• [Aim of the exercise] Repeat verbatim, and only, the lines of the data below, beginning at the line that contains "de atualização inválido" and stopping after the line that contains "fn generate_tokens(&self, user_id: Uuid, business_id: Uuid)".

(Dataset entries)
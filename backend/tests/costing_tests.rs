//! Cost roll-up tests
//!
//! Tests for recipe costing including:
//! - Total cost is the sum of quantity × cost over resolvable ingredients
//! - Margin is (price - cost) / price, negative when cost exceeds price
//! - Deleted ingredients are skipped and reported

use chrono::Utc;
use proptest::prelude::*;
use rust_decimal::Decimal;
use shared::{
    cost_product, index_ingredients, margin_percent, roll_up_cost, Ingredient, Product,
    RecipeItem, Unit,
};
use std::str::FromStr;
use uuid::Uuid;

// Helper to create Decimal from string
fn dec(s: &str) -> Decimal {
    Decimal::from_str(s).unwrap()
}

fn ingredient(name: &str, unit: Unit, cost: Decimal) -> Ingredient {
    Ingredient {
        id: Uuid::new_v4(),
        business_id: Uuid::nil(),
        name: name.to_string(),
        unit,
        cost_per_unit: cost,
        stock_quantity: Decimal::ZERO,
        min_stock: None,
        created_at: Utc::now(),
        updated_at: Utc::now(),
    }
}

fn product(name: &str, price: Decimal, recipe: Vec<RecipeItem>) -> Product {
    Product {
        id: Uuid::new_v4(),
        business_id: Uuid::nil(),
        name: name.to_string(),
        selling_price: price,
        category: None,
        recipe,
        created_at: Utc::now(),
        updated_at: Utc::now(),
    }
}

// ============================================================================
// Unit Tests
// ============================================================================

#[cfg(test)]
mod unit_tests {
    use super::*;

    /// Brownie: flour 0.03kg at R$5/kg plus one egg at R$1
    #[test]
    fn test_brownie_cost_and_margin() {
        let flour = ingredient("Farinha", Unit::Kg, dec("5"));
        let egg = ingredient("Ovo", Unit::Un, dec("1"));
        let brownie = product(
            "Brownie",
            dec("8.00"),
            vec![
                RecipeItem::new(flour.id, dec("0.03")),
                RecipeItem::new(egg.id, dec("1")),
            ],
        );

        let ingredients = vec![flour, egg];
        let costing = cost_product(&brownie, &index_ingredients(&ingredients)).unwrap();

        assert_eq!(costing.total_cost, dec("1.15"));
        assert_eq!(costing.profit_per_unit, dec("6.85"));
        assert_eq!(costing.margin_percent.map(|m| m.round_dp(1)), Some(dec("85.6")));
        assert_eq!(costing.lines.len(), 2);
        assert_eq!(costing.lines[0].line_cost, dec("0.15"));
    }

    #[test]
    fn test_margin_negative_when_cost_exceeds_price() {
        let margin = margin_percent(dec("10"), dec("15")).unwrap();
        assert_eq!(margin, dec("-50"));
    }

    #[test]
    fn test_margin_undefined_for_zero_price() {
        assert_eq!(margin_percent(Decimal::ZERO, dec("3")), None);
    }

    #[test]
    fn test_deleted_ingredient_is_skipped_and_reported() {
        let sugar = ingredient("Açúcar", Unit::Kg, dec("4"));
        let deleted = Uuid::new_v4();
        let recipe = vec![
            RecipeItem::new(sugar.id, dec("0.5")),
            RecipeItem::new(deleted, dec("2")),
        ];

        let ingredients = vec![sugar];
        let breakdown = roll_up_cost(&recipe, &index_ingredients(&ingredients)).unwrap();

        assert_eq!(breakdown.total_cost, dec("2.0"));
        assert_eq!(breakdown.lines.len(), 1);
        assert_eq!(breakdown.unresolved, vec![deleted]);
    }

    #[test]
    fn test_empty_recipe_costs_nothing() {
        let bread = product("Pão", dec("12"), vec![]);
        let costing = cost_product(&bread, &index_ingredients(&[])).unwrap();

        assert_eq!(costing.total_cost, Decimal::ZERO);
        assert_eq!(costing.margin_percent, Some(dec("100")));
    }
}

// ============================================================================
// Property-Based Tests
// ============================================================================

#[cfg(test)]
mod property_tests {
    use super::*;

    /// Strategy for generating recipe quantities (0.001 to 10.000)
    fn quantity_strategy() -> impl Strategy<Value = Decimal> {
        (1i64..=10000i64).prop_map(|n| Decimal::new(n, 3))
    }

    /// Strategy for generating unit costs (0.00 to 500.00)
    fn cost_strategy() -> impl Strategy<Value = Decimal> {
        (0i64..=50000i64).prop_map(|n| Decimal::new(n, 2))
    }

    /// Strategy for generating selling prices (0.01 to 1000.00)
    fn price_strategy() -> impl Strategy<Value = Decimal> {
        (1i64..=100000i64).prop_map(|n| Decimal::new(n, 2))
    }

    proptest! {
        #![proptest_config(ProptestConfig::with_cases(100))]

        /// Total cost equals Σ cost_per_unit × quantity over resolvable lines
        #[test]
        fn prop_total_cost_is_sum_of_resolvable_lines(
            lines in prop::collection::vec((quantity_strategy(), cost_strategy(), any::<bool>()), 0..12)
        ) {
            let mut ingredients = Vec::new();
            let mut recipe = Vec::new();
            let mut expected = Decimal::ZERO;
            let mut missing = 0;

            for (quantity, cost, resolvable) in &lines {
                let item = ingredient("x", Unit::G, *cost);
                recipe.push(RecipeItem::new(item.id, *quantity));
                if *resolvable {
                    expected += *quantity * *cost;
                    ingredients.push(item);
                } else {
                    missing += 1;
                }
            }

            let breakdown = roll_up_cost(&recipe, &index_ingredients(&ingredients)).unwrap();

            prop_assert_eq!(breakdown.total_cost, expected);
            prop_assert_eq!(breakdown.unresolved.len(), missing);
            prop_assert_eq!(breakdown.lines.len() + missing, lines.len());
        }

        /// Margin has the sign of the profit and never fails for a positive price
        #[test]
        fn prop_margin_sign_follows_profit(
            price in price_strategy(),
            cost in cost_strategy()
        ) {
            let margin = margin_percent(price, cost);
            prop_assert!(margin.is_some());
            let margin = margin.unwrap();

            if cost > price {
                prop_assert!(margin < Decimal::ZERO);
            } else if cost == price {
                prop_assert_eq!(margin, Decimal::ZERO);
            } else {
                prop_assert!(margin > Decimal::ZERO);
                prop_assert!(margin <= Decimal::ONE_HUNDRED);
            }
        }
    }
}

...

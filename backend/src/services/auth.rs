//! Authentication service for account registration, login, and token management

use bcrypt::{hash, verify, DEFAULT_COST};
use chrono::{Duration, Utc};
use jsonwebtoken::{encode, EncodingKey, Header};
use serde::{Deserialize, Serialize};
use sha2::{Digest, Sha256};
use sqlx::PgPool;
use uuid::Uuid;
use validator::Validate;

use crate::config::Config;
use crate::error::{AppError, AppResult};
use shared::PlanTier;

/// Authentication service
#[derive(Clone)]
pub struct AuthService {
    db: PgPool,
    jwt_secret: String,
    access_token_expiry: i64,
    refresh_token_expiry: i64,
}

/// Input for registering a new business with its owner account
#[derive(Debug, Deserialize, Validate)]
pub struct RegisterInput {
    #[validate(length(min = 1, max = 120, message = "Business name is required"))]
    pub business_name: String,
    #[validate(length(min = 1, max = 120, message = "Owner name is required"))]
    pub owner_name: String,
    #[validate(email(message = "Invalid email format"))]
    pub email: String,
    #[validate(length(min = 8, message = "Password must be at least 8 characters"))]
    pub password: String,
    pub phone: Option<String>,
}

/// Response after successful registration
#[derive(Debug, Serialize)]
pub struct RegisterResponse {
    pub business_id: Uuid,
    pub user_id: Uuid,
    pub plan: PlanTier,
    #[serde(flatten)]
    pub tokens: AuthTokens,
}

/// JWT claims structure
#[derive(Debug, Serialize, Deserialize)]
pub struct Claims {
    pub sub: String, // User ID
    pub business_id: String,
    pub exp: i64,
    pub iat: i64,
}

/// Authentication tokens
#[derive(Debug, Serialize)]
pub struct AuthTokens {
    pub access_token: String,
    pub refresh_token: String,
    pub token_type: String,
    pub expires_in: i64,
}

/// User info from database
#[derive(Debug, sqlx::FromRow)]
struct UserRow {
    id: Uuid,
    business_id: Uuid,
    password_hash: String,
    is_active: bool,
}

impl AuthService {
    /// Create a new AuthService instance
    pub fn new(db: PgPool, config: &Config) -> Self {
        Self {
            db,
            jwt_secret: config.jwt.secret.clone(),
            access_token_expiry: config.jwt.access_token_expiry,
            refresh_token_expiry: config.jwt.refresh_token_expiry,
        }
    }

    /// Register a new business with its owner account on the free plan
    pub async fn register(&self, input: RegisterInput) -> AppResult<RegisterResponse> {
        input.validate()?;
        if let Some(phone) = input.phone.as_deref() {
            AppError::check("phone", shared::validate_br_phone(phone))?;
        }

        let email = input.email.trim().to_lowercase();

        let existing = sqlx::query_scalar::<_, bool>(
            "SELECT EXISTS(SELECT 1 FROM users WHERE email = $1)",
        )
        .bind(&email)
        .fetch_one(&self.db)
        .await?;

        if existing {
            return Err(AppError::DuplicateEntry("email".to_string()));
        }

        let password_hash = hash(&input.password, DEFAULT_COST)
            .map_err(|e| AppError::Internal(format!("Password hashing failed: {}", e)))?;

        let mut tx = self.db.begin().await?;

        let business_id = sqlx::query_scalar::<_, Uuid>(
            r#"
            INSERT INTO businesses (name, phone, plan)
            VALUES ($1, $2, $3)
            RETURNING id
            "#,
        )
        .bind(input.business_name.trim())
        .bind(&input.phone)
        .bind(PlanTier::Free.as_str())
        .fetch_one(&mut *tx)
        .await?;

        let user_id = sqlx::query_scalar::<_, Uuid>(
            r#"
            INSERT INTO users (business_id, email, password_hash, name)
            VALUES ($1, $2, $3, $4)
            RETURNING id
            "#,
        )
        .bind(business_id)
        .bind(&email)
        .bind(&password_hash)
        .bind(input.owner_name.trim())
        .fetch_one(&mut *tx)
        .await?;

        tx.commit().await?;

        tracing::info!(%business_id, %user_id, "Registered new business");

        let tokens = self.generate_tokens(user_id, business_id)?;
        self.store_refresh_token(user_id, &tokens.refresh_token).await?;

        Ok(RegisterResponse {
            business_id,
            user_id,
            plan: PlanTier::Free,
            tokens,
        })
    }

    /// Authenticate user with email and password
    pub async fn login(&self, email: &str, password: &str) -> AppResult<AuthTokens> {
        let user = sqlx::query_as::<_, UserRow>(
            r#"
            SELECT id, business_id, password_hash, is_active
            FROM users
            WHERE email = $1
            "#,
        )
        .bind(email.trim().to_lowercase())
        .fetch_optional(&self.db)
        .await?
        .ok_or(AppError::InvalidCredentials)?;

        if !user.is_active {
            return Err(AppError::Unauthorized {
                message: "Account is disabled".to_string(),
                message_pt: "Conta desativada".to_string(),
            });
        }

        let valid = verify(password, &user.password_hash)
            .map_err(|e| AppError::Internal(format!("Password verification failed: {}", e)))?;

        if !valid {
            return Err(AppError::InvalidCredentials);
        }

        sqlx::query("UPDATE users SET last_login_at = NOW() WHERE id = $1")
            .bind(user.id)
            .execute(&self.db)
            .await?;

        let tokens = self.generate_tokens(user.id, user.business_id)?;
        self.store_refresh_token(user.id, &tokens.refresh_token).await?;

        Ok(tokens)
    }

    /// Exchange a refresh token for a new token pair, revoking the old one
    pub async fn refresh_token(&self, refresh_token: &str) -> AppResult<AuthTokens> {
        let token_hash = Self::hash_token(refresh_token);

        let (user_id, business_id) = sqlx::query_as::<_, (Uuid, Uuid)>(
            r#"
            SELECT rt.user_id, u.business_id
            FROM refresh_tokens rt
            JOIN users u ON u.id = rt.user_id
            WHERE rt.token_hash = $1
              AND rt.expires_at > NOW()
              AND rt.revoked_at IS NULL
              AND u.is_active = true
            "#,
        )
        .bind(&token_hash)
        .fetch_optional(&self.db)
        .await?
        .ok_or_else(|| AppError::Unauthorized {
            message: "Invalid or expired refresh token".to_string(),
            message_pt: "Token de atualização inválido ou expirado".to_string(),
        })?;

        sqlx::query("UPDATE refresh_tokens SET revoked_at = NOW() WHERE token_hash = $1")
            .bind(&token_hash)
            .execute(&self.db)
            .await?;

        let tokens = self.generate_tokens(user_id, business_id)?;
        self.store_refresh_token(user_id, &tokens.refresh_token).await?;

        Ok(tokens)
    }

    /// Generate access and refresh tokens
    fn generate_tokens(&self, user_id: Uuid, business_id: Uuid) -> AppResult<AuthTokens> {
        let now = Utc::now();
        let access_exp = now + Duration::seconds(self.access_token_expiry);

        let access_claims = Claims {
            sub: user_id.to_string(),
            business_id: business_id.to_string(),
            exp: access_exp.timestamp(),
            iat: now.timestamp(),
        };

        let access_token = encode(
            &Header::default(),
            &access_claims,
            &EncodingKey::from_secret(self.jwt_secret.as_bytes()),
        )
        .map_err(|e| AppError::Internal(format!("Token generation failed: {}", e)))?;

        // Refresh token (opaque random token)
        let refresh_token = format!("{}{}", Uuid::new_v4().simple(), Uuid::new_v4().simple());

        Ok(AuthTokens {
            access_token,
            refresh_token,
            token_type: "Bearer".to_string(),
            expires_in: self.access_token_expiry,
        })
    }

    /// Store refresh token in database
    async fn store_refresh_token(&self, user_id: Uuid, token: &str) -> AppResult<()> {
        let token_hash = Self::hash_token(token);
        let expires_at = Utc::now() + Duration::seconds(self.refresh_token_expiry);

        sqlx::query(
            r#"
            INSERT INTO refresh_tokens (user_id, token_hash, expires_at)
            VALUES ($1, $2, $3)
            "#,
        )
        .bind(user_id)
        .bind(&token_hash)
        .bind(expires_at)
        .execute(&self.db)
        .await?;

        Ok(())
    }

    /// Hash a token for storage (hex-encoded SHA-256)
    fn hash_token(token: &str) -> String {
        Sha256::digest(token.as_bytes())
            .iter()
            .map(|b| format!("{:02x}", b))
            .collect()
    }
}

• [Problem solution]
            message_pt: "Token de atualização inválido ou expirado".to_string(),
        })?;

        sqlx::query("UPDATE refresh_tokens SET revoked_at = NOW() WHERE token_hash = $1")
            .bind(&token_hash)
            .execute(&self.db)
            .await?;

        let tokens = self.generate_tokens(user_id, business_id)?;
        self.store_refresh_token(user_id, &tokens.refresh_token).await?;

        Ok(tokens)
    }

    /// Generate access and refresh tokens
    fn generate_tokens(&self, user_id: Uuid, business_id: Uuid) -> AppResult<AuthTokens> {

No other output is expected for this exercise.